Banyak Aktivis dan Pegiat Sosial Ditahan Pasca Demo, UU ITE Kembali Jadi Sorotan

Banyak Aktivis dan Pegiat Sosial Ditahan Pasca Demo, UU ITE Kembali Jadi Sorotan



Jakarta — Gelombang aksi unjuk rasa yang terjadi pada 25, 28, dan 29 Agustus 2025 lalu berujung duka mendalam. Sedikitnya 10 orang meninggal dunia, termasuk mahasiswa, pelajar, tukang becak, hingga pegawai pemerintahan. Namun, selain korban jiwa, muncul pula korban dari jeratan hukum, terutama aktivis dan pegiat sosial yang kini ditahan dengan tuduhan melanggar UU ITE dan KUHP Pasal 160 tentang penghasutan.


Sejak pertama kali disahkan pada 2008, UU ITE kerap menuai kritik karena pasal-pasal “karet” yang dianggap membuka ruang kriminalisasi, khususnya Pasal 27 dan 28. Meski telah mengalami dua kali revisi, terakhir pada Januari 2024, pasal-pasal bermasalah masih sering digunakan untuk menjerat warga, aktivis, hingga jurnalis.

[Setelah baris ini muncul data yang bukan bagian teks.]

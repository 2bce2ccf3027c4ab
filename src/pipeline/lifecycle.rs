use super::assembler::Pipeline;
use crate::domain::error::{ConfigError, Result};
use crate::registry::constructors;
use crate::schema::ValidationFinding;
use opentelemetry::global;
use opentelemetry_sdk::trace::TracerProvider;
use std::fmt;
use std::sync::atomic::{AtomicBool, Ordering};
use std::sync::mpsc::{self, RecvTimeoutError};
use std::sync::Arc;
use std::time::Duration;

/// Set once a provider has been made the process-wide provider.
static GLOBAL_INSTALLED: AtomicBool = AtomicBool::new(false);

/// Attaches a bounded, run-once shutdown to an assembled pipeline.
#[derive(Debug, Clone, Copy)]
pub struct LifecycleBinder {
    timeout: Duration,
}

impl LifecycleBinder {
    /// Shutdown bound used when none is configured.
    pub const DEFAULT_TIMEOUT: Duration = Duration::from_secs(5);

    #[must_use]
    pub const fn new(timeout: Duration) -> Self {
        Self { timeout }
    }

    /// Takes ownership of `pipeline` and returns it with its shutdown bound.
    ///
    /// The returned value shuts the pipeline down when dropped, so holding it
    /// for the life of the process (in `main`, or a static the caller owns)
    /// is how exit-time flushing is arranged.
    #[must_use]
    pub fn bind(&self, pipeline: Pipeline) -> BoundPipeline {
        let handle = ShutdownHandle {
            state: Arc::new(ShutdownState {
                provider: pipeline.provider.clone(),
                timeout: self.timeout,
                done: AtomicBool::new(false),
            }),
        };
        tracing::debug!(
            processors = pipeline.processor_count(),
            timeout_ms = u64::try_from(self.timeout.as_millis()).unwrap_or(u64::MAX),
            "pipeline bound"
        );
        BoundPipeline {
            pipeline,
            handle,
            findings: Vec::new(),
        }
    }
}

impl Default for LifecycleBinder {
    fn default() -> Self {
        Self::new(Self::DEFAULT_TIMEOUT)
    }
}

struct ShutdownState {
    provider: Option<TracerProvider>,
    timeout: Duration,
    done: AtomicBool,
}

/// A cloneable trigger for a pipeline's shutdown.
///
/// Hand this to a signal handler or an exit routine. All clones share one
/// run-once flag with the [`BoundPipeline`] they came from.
#[derive(Clone)]
pub struct ShutdownHandle {
    state: Arc<ShutdownState>,
}

impl ShutdownHandle {
    /// Flushes every processor, then shuts the provider down.
    ///
    /// Only the first call does anything; later calls return `Ok(())`. The
    /// work runs on a helper thread and is abandoned after the configured
    /// timeout, so a stuck exporter cannot hold the process open.
    ///
    /// # Errors
    ///
    /// - [`ConfigError::ShutdownTimedOut`] if flushing did not finish in time
    /// - [`ConfigError::Shutdown`] if a processor reported a flush or shutdown error
    /// - [`ConfigError::Io`] if the helper thread could not be started
    pub fn shutdown(&self) -> Result<()> {
        if self.state.done.swap(true, Ordering::SeqCst) {
            tracing::debug!("pipeline already shut down");
            return Ok(());
        }
        let Some(provider) = self.state.provider.clone() else {
            return Ok(());
        };

        let span = tracing::debug_span!("shutdown_pipeline");
        let _enter = span.enter();

        let (tx, rx) = mpsc::channel();
        std::thread::Builder::new()
            .name("otel-shutdown".to_string())
            .spawn(move || {
                let mut errors: Vec<String> = provider
                    .force_flush()
                    .into_iter()
                    .filter_map(|result| result.err())
                    .map(|e| format!("flush: {e}"))
                    .collect();
                if let Err(e) = provider.shutdown() {
                    errors.push(e.to_string());
                }
                let _ = tx.send(errors);
            })?;

        let timeout = self.state.timeout;
        match rx.recv_timeout(timeout) {
            Ok(errors) if errors.is_empty() => {
                tracing::debug!("pipeline shut down");
                Ok(())
            }
            Ok(errors) => Err(ConfigError::Shutdown(errors.join("; "))),
            Err(RecvTimeoutError::Timeout) => {
                tracing::warn!(timeout = ?timeout, "pipeline shutdown timed out");
                Err(ConfigError::ShutdownTimedOut(timeout))
            }
            Err(RecvTimeoutError::Disconnected) => Err(ConfigError::Shutdown(
                "shutdown thread exited without reporting".to_string(),
            )),
        }
    }

    /// Whether shutdown has been triggered.
    #[must_use]
    pub fn is_shut_down(&self) -> bool {
        self.state.done.load(Ordering::SeqCst)
    }
}

impl fmt::Debug for ShutdownHandle {
    fn fmt(&self, f: &mut fmt::Formatter<'_>) -> fmt::Result {
        f.debug_struct("ShutdownHandle")
            .field("timeout", &self.state.timeout)
            .field("done", &self.state.done)
            .finish_non_exhaustive()
    }
}

/// An assembled pipeline with its lifecycle attached.
///
/// Dropping it shuts the pipeline down if nobody did so explicitly.
pub struct BoundPipeline {
    pipeline: Pipeline,
    handle: ShutdownHandle,
    findings: Vec<ValidationFinding>,
}

impl BoundPipeline {
    pub(crate) fn with_findings(mut self, findings: Vec<ValidationFinding>) -> Self {
        self.findings = findings;
        self
    }

    #[must_use]
    pub fn pipeline(&self) -> &Pipeline {
        &self.pipeline
    }

    #[must_use]
    pub fn processor_count(&self) -> usize {
        self.pipeline.processor_count()
    }

    #[must_use]
    pub fn tracer_provider(&self) -> Option<&TracerProvider> {
        self.pipeline.tracer_provider()
    }

    /// Schema findings reported while the configuration was applied.
    ///
    /// Always empty under the strict validation policy, which refuses to
    /// assemble when there are any.
    #[must_use]
    pub fn findings(&self) -> &[ValidationFinding] {
        &self.findings
    }

    /// See [`ShutdownHandle::shutdown`].
    ///
    /// # Errors
    ///
    /// As [`ShutdownHandle::shutdown`].
    pub fn shutdown(&self) -> Result<()> {
        self.handle.shutdown()
    }

    #[must_use]
    pub fn shutdown_handle(&self) -> ShutdownHandle {
        self.handle.clone()
    }

    #[must_use]
    pub fn is_shut_down(&self) -> bool {
        self.handle.is_shut_down()
    }

    /// Makes this pipeline's provider, and its propagators if any, the
    /// process-wide ones used by `opentelemetry::global`.
    ///
    /// A disabled pipeline has nothing to install and returns `Ok(())`.
    ///
    /// # Errors
    ///
    /// - [`ConfigError::GlobalProviderInstalled`] if any pipeline was installed before
    /// - [`ConfigError::Shutdown`] if this pipeline is already shut down
    pub fn install_global(&self) -> Result<()> {
        let Some(provider) = self.pipeline.tracer_provider() else {
            tracing::debug!("SDK disabled, no provider to install");
            return Ok(());
        };
        if self.is_shut_down() {
            return Err(ConfigError::Shutdown(
                "cannot install a pipeline that is already shut down".to_string(),
            ));
        }
        if GLOBAL_INSTALLED.swap(true, Ordering::SeqCst) {
            return Err(ConfigError::GlobalProviderInstalled);
        }

        global::set_tracer_provider(provider.clone());
        let propagators = self.pipeline.propagators();
        if !propagators.is_empty() {
            global::set_text_map_propagator(constructors::propagator(propagators));
        }
        tracing::debug!(
            processors = self.pipeline.processor_count(),
            propagators = propagators.len(),
            "installed process-wide tracer provider"
        );
        Ok(())
    }
}

impl Drop for BoundPipeline {
    fn drop(&mut self) {
        if self.handle.is_shut_down() {
            return;
        }
        if let Err(e) = self.handle.shutdown() {
            tracing::warn!(error = %e, "pipeline shutdown on drop failed");
        }
    }
}

impl fmt::Debug for BoundPipeline {
    fn fmt(&self, f: &mut fmt::Formatter<'_>) -> fmt::Result {
        f.debug_struct("BoundPipeline")
            .field("pipeline", &self.pipeline)
            .field("shut_down", &self.handle.is_shut_down())
            .field("findings", &self.findings)
            .finish()
    }
}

Beberapa tokoh yang ditangkap pasca-demo antara lain:

  • Delpedro Marhaen, Direktur Lokataru Foundation (1 September 2025).

  • Muzaffar/Mujaffar Salim, staf Lokataru (2 September 2025).

  • Syahdan Husein, aktivis terkait akun Gejayan Memanggil (ditangkap di Bali).

  • Khariq Anhar, mahasiswa Universitas Riau, admin Aliansi Mahasiswa Penggugat (29 Agustus 2025).

  • Sosok berinisial RAP atau “Prof. R”, dituduh sebagai “koordinator molotov” (2 September 2025).

  • Figha Lesmana (@fighaaaaa di TikTok, 3 September 2025).

  • Laras Faizati Khairunnisa, staf AIPA, ditangkap di rumahnya di Cipayung (1 September 2025).

  • Saiful Amin alias Sam Oemar, orator aksi di Kediri (2 September 2025).


Mereka dituduh melanggar Pasal 160 KUHP serta sejumlah pasal dalam UU ITE, khususnya terkait ujaran kebencian, provokasi, dan penyebaran konten bermuatan ajakan perlawanan.


Pemerhati telematika dan multimedia, Dr. KRMT Roy Suryo, M.Kes, menilai penggunaan UU ITE terhadap para aktivis ini berpotensi salah sasaran. Menurutnya, penerapan pasal kerap tidak konsisten, di satu sisi menjerat aktivis kritis, namun di sisi lain membiarkan kelompok lain yang justru lebih vulgar dalam menyerang pemerintah.


“Peristiwa akhir Agustus lalu bukan hanya menelan korban jiwa, tapi juga korban dari jeratan hukum yang berisiko menggerus kebebasan sipil,” ujar Roy, Senin (8/9/2025). Ia mengingatkan masyarakat untuk tetap waspada terhadap praktik kriminalisasi dengan UU ITE yang masih berulang meski sudah direvisi.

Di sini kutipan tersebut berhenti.